THE INPUT below:

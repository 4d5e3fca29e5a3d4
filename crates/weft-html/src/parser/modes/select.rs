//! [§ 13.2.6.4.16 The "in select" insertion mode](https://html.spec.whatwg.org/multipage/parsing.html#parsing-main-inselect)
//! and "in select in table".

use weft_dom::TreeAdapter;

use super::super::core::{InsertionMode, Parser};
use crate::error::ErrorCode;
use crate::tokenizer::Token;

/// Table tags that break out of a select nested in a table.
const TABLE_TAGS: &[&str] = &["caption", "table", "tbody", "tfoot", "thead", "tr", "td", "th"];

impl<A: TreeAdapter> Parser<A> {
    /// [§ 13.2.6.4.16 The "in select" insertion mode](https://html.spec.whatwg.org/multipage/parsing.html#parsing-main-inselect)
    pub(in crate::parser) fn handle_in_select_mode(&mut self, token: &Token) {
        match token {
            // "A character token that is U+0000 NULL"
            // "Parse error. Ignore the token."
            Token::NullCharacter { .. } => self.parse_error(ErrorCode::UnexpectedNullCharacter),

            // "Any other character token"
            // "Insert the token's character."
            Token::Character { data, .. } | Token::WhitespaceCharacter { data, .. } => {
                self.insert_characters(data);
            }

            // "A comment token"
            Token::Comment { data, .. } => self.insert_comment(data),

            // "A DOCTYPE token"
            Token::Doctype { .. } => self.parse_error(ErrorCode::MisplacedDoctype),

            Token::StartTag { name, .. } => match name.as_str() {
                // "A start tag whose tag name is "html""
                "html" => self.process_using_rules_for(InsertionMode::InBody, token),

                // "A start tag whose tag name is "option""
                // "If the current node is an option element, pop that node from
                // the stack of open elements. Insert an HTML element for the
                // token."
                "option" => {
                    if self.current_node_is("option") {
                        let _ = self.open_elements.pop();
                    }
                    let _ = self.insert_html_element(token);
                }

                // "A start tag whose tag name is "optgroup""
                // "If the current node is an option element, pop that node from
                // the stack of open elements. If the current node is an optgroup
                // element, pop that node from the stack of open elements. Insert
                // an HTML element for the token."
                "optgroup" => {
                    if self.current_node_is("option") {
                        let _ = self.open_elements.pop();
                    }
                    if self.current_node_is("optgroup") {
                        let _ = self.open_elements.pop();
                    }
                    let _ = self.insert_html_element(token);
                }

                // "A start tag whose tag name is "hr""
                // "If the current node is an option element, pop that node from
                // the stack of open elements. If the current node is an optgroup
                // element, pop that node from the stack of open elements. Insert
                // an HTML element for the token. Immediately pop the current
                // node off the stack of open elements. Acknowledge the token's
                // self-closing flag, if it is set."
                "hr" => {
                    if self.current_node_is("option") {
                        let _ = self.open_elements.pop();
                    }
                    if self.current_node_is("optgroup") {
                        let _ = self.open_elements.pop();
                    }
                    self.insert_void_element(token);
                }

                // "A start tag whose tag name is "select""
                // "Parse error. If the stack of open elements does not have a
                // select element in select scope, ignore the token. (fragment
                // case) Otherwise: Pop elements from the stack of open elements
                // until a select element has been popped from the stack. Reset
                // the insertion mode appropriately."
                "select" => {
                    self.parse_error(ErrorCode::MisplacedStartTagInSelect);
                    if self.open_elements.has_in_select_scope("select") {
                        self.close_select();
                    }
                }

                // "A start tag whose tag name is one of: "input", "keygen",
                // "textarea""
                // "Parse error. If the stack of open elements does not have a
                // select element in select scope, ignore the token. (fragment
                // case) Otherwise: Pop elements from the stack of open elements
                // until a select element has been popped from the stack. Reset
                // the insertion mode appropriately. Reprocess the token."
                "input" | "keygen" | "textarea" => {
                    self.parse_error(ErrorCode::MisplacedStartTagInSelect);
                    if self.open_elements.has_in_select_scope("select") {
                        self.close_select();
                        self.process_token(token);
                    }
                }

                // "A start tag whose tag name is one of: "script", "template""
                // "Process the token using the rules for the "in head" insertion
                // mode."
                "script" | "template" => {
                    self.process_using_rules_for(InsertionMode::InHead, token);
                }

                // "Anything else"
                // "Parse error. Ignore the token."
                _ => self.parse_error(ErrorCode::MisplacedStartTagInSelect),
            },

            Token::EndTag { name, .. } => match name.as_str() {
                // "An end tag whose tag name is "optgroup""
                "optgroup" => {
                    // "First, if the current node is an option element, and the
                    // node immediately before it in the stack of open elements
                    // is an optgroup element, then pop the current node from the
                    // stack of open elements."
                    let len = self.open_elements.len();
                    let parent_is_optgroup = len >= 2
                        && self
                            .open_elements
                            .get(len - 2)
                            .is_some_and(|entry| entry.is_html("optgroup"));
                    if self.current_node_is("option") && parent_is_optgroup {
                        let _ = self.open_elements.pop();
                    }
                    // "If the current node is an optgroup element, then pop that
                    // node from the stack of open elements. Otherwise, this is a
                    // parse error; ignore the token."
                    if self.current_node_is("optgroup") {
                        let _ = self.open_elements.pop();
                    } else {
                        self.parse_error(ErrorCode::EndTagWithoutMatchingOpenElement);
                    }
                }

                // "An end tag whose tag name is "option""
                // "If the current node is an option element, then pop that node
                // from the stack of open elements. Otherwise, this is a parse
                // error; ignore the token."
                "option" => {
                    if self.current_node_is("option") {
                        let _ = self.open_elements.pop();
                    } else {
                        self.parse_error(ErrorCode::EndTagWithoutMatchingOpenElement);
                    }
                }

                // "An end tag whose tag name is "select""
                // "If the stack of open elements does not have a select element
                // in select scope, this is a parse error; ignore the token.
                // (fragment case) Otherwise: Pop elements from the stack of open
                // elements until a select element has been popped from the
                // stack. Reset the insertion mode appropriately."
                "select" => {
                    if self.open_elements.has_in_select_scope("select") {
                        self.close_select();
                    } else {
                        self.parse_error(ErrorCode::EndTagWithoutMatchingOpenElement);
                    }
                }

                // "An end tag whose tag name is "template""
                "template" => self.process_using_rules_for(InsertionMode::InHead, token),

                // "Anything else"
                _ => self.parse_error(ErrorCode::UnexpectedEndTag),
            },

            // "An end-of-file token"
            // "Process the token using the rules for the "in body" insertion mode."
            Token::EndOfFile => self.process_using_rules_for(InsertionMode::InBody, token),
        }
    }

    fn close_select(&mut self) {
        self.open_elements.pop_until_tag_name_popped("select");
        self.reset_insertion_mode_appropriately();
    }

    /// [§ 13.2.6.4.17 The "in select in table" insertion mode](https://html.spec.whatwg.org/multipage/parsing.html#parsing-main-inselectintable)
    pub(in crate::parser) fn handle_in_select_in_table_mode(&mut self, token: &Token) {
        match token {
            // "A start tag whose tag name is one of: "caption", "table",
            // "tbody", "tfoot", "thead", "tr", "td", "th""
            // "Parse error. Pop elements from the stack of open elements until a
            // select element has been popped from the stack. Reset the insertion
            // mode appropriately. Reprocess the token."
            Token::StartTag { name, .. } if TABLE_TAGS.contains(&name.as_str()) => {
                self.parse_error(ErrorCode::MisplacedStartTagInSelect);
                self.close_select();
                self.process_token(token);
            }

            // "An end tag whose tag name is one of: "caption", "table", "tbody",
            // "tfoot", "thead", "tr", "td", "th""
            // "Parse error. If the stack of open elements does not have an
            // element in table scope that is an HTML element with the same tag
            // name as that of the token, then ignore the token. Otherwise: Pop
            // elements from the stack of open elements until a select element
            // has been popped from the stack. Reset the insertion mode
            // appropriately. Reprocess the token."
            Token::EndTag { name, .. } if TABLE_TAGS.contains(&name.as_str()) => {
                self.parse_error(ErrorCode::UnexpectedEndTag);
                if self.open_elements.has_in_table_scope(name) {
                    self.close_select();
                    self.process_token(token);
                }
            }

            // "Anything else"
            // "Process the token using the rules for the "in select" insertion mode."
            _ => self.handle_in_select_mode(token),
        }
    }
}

End of THE INPUT.
THE INPUT below:

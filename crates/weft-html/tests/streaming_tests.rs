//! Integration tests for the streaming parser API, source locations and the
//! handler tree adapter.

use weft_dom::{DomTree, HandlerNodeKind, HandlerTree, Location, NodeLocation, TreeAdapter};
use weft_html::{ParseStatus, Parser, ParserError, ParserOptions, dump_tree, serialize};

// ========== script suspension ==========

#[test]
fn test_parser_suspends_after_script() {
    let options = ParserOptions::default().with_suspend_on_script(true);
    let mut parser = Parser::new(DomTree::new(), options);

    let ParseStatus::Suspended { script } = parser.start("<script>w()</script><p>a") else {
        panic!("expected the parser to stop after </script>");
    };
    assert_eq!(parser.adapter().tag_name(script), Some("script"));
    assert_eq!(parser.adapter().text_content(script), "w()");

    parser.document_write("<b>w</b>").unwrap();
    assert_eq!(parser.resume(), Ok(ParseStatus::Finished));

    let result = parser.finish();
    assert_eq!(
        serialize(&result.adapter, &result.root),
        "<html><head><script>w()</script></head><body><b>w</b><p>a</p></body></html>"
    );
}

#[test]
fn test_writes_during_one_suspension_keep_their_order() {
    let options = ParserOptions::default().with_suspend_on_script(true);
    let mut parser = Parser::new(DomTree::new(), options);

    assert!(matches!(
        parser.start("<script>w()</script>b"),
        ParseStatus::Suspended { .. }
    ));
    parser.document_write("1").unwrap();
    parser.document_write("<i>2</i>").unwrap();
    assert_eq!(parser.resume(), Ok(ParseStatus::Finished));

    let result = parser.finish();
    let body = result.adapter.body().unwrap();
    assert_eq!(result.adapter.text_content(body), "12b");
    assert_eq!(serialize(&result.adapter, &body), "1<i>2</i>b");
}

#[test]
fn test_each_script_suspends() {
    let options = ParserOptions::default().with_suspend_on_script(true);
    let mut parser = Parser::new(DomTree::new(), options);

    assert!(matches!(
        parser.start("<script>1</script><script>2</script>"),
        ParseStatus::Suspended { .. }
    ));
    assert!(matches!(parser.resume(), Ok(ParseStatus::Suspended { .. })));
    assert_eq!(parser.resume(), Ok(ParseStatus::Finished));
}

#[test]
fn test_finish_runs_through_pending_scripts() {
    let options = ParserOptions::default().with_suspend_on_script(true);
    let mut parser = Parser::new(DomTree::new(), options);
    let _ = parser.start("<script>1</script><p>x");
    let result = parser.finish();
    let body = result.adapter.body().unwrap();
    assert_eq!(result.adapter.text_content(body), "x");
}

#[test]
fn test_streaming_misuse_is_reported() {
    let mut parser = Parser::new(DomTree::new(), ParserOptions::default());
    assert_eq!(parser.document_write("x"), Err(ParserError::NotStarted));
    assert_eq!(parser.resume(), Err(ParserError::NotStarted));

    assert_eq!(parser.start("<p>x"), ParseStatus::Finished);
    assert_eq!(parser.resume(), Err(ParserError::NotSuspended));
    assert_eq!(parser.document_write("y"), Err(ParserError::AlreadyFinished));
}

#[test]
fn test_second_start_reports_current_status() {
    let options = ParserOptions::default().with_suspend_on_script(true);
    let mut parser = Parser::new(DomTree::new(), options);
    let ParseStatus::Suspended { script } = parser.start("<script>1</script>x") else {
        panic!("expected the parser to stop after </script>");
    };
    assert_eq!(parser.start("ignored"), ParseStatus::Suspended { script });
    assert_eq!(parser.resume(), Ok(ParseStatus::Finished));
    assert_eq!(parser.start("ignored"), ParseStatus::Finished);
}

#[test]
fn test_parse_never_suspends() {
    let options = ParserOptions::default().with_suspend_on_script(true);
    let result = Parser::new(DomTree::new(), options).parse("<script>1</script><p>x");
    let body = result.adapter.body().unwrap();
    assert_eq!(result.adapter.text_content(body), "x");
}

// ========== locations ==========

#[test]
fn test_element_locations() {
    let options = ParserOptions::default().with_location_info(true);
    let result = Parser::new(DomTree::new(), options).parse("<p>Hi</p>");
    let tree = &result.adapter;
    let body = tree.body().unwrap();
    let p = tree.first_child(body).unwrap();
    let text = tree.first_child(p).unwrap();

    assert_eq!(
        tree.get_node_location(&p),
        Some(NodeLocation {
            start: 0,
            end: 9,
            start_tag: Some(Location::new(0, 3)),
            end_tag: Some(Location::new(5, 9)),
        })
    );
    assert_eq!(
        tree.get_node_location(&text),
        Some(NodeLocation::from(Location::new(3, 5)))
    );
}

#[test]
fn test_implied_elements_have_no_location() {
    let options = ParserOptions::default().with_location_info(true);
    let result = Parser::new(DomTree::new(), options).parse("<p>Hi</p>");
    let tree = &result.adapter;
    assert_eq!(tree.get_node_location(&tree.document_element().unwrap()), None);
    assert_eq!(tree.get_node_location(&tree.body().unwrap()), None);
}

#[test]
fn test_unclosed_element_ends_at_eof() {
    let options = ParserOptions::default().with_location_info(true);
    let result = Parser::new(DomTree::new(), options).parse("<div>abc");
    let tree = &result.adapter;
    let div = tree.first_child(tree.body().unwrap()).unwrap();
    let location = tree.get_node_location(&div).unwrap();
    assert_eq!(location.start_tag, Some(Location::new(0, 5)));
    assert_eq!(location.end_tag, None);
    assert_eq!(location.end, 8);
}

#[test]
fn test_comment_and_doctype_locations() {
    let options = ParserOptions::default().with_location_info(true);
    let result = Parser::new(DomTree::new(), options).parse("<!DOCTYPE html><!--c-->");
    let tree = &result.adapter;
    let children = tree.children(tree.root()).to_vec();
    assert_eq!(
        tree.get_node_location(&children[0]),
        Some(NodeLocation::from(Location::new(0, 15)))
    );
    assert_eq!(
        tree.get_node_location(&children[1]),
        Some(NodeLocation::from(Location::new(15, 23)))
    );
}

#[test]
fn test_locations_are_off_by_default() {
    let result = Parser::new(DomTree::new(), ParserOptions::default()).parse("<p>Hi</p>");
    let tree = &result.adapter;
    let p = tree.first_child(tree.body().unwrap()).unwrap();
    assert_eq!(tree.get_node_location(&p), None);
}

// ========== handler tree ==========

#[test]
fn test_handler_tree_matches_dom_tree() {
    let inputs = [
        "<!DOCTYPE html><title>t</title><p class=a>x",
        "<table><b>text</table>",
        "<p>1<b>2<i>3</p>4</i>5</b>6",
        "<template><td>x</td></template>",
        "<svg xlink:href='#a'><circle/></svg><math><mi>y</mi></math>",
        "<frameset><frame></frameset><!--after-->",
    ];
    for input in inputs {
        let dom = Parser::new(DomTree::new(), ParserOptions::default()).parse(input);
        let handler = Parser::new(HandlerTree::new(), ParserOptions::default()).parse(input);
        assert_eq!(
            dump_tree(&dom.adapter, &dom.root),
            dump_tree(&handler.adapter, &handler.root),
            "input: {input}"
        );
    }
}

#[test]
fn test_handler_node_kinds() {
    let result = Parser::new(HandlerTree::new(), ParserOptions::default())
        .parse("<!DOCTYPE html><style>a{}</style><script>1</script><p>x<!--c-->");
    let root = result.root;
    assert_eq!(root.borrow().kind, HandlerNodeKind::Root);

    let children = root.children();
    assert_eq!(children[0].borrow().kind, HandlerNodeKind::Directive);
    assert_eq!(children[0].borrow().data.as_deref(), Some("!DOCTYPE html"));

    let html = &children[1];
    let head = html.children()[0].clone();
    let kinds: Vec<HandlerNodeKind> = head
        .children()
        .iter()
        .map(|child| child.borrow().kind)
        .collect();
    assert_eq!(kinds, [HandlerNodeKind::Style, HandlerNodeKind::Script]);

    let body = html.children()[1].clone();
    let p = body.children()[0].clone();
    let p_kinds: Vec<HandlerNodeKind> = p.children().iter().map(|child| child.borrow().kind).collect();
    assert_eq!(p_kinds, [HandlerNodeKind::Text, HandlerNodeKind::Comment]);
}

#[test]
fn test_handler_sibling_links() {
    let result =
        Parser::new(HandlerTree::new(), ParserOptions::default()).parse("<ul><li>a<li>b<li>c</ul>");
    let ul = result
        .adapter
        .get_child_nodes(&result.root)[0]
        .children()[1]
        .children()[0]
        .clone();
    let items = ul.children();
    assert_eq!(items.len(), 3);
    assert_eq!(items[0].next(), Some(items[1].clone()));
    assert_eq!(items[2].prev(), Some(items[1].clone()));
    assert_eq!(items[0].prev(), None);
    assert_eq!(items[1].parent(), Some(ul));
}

End of THE INPUT.
THE INPUT below:

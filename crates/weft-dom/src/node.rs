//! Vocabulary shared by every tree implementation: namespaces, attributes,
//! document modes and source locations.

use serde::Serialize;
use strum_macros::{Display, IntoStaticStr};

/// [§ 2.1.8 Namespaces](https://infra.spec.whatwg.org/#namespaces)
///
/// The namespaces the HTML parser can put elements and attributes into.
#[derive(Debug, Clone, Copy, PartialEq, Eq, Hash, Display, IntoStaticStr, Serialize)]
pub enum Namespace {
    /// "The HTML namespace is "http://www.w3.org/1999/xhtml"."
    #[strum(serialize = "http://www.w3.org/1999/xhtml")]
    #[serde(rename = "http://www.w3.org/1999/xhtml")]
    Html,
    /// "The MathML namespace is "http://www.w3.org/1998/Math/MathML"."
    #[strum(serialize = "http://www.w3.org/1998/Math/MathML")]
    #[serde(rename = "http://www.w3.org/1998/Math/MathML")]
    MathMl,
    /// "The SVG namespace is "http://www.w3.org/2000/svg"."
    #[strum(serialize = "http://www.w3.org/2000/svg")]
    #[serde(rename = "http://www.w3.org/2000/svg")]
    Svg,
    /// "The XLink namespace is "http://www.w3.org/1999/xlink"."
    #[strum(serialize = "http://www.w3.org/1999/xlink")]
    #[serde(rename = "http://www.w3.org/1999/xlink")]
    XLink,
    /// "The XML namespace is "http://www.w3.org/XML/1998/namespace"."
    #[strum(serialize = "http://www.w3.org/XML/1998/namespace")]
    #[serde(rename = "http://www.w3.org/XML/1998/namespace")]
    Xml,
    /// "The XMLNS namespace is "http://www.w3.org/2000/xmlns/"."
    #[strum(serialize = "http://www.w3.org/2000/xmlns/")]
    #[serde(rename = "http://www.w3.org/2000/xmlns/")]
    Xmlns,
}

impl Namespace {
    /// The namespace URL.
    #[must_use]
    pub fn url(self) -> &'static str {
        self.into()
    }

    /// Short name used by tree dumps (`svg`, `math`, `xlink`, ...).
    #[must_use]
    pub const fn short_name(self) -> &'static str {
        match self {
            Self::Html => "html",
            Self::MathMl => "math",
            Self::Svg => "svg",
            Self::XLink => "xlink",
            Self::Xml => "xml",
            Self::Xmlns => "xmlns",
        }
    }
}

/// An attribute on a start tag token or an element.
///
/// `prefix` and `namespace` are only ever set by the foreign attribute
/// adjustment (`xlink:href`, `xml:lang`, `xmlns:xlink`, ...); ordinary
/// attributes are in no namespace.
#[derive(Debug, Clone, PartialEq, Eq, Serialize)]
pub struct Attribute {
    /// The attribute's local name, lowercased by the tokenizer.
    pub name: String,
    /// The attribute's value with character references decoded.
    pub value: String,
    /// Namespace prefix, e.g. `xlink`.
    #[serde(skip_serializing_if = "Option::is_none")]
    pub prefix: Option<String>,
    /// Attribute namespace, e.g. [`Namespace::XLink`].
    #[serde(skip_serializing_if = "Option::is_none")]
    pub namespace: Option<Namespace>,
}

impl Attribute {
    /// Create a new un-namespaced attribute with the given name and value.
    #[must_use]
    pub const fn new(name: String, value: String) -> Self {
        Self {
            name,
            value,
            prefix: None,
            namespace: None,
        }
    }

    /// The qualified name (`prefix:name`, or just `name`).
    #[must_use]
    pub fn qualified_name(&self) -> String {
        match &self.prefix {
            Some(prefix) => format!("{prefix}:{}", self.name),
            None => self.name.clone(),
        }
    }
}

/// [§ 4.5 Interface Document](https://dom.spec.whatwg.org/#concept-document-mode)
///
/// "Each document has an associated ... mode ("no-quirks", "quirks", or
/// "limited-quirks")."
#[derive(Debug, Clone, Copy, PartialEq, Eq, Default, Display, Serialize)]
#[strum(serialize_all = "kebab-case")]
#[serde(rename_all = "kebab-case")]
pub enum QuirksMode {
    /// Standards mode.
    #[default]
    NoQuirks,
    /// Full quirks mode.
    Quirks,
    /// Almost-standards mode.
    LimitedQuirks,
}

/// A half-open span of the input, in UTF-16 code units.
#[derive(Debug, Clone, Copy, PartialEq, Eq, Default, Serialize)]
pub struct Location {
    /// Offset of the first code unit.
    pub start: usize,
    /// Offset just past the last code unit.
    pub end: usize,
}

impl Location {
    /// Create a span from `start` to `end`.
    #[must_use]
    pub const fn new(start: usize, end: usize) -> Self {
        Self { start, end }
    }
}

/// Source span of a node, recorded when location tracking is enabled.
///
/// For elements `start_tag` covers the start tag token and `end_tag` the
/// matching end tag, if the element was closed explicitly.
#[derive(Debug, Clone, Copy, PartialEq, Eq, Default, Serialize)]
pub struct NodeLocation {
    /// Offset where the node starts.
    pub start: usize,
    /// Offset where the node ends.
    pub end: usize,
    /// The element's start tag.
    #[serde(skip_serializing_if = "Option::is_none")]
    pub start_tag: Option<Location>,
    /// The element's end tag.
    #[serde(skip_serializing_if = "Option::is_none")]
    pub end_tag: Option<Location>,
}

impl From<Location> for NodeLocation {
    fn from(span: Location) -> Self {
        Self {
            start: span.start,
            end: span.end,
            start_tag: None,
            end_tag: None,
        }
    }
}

End of THE INPUT.

WHAT TO DO: Looking at the data above, write out exactly the lines that start at the one containing "repository 4d5e3fca29e5a3d4" and end at the one containing "impl<A: TreeAdapter> Parser<A>"; include both and nothing beyond.

TASK SOLUTION:
repository 4d5e3fca29e5a3d4
filename crates/weft-html/src/parser/modes/select.rs
//! [§ 13.2.6.4.16 The "in select" insertion mode](https://html.spec.whatwg.org/multipage/parsing.html#parsing-main-inselect)
//! and "in select in table".

use weft_dom::TreeAdapter;

use super::super::core::{InsertionMode, Parser};
use crate::error::ErrorCode;
use crate::tokenizer::Token;

/// Table tags that break out of a select nested in a table.
const TABLE_TAGS: &[&str] = &["caption", "table", "tbody", "tfoot", "thead", "tr", "td", "th"];

impl<A: TreeAdapter> Parser<A> {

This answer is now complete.